Problem to solve: Your task is to copy each line of the material below that includes "France".

Source data section start

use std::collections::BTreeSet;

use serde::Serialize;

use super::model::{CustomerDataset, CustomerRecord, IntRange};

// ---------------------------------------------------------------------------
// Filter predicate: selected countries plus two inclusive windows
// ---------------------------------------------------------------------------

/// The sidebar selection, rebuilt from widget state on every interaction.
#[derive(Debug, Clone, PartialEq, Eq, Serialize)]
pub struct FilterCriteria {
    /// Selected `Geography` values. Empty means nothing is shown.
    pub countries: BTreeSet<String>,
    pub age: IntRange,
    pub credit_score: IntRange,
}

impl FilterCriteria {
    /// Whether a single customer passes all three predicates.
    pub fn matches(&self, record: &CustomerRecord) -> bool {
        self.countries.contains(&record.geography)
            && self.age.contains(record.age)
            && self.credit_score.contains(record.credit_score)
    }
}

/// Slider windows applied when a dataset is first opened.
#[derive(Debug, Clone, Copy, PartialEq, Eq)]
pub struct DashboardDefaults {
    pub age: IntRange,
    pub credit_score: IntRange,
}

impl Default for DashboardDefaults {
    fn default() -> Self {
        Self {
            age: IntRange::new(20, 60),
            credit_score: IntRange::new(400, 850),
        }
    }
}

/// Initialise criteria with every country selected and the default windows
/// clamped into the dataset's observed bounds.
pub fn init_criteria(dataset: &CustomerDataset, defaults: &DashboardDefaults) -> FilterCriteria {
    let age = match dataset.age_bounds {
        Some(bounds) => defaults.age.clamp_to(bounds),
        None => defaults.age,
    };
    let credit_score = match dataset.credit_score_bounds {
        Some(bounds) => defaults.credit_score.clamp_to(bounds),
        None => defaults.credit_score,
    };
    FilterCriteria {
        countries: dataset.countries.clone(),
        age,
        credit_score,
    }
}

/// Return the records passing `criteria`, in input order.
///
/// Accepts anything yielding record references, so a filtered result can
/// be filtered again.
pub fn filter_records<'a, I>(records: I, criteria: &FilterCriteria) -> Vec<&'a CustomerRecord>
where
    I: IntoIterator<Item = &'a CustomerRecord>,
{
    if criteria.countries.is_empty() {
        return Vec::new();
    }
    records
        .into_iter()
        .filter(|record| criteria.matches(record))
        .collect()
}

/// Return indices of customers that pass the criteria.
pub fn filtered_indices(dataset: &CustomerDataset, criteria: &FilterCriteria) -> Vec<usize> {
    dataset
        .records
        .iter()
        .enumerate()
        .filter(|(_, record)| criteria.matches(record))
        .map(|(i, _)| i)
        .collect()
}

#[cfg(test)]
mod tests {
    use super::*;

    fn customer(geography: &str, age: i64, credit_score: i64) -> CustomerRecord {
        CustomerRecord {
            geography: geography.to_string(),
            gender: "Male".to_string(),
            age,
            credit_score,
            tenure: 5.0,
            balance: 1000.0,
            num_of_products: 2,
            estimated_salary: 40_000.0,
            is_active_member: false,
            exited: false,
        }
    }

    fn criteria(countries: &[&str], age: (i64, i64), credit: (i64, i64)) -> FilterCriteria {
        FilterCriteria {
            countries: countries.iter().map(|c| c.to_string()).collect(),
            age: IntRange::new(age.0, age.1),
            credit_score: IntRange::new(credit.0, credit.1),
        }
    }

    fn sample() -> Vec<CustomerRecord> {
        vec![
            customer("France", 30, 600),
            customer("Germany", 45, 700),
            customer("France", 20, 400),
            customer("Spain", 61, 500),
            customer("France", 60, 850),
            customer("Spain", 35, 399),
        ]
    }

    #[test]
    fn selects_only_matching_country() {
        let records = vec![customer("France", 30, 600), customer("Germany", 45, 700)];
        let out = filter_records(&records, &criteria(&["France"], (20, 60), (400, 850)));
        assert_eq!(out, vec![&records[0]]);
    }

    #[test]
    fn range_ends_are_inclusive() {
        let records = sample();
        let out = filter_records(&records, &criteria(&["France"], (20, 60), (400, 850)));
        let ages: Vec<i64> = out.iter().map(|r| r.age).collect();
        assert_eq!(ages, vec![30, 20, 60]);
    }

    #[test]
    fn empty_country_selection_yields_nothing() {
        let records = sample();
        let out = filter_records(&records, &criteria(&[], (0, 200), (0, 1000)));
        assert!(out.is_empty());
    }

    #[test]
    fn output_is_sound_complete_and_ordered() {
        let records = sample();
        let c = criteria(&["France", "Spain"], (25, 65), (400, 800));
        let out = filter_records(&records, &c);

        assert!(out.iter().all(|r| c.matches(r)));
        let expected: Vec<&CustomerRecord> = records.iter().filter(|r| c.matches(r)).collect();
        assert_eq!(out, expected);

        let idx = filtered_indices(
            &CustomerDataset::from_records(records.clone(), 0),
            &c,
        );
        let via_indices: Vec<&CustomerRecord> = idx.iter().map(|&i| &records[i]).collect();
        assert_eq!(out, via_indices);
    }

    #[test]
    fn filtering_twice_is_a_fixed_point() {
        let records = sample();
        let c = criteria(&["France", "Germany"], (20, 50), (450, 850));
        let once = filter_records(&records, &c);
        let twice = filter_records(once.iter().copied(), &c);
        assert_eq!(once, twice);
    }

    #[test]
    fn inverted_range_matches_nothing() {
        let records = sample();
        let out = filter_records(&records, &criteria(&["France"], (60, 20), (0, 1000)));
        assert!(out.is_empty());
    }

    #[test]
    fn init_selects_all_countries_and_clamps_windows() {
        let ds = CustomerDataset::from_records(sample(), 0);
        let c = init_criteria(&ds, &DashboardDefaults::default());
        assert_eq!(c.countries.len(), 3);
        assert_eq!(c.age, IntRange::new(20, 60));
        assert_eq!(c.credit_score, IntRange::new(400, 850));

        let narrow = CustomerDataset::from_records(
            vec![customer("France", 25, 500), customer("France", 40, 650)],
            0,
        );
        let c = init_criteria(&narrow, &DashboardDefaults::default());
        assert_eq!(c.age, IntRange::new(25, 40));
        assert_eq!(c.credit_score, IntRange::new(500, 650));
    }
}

Source data section end

Response for this exercise:
            customer("France", 30, 600),
            customer("France", 20, 400),
            customer("France", 60, 850),
        let records = vec![customer("France", 30, 600), customer("Germany", 45, 700)];
        let out = filter_records(&records, &criteria(&["France"], (20, 60), (400, 850)));
        let out = filter_records(&records, &criteria(&["France"], (20, 60), (400, 850)));
        let c = criteria(&["France", "Spain"], (25, 65), (400, 800));
        let c = criteria(&["France", "Germany"], (20, 50), (450, 850));
        let out = filter_records(&records, &criteria(&["France"], (60, 20), (0, 1000)));
            vec![customer("France", 25, 500), customer("France", 40, 650)],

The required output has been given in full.